Stored data

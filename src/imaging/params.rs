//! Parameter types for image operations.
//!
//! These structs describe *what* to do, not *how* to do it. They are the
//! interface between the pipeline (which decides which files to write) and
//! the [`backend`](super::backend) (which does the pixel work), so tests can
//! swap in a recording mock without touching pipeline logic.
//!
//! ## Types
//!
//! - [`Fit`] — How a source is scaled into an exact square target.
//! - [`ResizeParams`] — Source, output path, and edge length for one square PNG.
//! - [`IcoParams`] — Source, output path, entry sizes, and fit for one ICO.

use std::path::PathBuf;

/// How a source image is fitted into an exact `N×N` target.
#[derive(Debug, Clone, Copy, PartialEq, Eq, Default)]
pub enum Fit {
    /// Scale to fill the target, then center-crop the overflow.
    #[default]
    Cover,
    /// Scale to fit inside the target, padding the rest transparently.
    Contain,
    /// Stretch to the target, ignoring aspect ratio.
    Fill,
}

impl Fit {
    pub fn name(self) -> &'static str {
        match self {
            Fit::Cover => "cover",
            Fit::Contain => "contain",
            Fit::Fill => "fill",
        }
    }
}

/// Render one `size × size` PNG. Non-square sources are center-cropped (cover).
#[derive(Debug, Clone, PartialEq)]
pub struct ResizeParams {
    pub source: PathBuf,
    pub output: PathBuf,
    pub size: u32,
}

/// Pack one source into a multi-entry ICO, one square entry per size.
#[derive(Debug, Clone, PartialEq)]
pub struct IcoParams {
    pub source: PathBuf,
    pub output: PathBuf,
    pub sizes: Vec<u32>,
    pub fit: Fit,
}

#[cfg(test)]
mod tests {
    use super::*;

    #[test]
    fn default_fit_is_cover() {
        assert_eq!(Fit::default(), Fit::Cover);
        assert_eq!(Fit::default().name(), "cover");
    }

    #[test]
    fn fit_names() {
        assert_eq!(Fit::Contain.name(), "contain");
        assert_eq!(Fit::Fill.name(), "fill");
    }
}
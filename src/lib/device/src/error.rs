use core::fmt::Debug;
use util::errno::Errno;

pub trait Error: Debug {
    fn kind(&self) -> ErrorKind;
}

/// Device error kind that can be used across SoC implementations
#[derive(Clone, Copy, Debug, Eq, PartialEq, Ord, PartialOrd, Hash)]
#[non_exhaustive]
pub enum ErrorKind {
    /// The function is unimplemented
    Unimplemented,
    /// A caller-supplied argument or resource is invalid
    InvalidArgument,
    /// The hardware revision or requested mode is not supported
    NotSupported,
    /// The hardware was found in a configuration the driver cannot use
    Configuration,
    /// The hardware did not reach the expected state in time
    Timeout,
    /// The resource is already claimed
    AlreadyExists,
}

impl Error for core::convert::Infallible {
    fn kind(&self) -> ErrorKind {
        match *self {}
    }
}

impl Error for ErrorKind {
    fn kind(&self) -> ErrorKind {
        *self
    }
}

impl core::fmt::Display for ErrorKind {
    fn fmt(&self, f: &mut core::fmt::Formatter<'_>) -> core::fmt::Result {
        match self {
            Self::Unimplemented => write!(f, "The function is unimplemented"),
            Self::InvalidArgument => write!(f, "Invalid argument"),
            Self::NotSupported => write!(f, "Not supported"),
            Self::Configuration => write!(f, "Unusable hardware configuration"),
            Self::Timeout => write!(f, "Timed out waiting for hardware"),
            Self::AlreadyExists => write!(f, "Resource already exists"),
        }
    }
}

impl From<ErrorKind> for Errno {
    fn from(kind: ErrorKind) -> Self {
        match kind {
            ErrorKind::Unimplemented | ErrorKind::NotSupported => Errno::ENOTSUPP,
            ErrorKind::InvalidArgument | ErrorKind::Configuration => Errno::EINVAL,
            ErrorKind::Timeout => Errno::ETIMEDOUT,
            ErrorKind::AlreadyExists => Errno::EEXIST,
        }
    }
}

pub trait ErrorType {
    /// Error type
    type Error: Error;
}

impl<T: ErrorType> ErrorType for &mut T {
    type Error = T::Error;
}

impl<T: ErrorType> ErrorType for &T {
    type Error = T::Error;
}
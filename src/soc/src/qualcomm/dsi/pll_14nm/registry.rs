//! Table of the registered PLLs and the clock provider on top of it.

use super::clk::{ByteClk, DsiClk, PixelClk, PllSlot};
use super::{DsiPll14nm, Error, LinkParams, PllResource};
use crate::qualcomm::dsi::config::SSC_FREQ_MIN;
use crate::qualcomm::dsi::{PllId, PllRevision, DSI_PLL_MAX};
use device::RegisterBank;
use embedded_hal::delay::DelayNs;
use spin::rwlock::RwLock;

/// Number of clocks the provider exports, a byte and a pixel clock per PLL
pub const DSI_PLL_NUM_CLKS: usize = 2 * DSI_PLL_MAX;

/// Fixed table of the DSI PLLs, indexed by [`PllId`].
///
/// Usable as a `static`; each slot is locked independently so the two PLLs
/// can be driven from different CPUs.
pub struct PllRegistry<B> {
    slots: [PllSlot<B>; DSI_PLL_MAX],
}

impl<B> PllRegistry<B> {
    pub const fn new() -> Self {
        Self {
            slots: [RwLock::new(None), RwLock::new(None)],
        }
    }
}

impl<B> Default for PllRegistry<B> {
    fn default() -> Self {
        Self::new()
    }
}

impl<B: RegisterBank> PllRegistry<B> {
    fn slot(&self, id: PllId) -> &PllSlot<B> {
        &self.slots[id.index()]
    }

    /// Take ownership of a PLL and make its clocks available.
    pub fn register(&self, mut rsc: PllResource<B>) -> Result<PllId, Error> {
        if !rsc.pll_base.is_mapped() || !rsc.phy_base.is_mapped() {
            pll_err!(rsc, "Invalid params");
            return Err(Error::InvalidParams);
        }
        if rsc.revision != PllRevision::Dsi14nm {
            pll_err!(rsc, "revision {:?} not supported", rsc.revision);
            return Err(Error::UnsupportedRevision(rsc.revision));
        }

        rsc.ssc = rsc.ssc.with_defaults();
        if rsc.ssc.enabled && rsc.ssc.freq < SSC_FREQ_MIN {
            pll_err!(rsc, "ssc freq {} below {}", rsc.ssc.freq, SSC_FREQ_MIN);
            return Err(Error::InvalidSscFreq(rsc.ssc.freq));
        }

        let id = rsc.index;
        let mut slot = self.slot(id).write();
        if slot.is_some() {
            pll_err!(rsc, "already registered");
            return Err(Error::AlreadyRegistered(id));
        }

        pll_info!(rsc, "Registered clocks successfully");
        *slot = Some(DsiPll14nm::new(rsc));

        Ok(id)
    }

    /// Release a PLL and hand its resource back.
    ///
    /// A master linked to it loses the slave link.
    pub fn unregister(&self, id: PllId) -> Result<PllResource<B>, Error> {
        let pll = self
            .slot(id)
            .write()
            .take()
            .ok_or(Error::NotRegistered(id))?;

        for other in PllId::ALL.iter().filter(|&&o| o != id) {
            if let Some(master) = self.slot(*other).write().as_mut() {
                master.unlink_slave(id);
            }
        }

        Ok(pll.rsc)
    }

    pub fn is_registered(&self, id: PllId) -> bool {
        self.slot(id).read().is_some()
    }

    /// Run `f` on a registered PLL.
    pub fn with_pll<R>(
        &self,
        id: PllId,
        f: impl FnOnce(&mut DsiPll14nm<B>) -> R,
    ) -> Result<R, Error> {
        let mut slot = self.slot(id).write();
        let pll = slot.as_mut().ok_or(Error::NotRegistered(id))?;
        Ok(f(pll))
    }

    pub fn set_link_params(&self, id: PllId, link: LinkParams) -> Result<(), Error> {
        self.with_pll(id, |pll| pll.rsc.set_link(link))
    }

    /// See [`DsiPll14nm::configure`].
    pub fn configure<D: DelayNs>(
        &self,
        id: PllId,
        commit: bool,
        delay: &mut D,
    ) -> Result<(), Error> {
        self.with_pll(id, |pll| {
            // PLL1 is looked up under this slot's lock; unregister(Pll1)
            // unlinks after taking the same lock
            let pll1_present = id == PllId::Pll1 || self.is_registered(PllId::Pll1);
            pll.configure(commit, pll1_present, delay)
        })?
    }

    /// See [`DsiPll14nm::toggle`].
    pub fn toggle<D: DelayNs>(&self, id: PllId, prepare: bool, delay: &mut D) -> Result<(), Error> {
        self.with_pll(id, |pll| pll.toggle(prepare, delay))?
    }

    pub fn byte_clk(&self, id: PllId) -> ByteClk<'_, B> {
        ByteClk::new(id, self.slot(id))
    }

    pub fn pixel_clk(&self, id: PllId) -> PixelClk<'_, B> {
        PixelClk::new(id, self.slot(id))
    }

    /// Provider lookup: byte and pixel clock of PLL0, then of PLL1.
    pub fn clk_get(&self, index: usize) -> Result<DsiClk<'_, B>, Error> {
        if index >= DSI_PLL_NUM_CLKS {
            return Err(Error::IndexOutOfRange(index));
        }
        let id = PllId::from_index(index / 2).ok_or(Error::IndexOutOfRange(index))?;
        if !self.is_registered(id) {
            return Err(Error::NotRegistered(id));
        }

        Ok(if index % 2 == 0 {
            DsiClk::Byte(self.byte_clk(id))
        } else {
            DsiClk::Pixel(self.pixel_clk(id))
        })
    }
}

Work to complete => Those lines above that contain the string "qualcomm" should be returned.

Exercise output =>
filename src/soc/src/qualcomm/dsi/pll_14nm/registry.rs
use crate::qualcomm::dsi::config::SSC_FREQ_MIN;
use crate::qualcomm::dsi::{PllId, PllRevision, DSI_PLL_MAX};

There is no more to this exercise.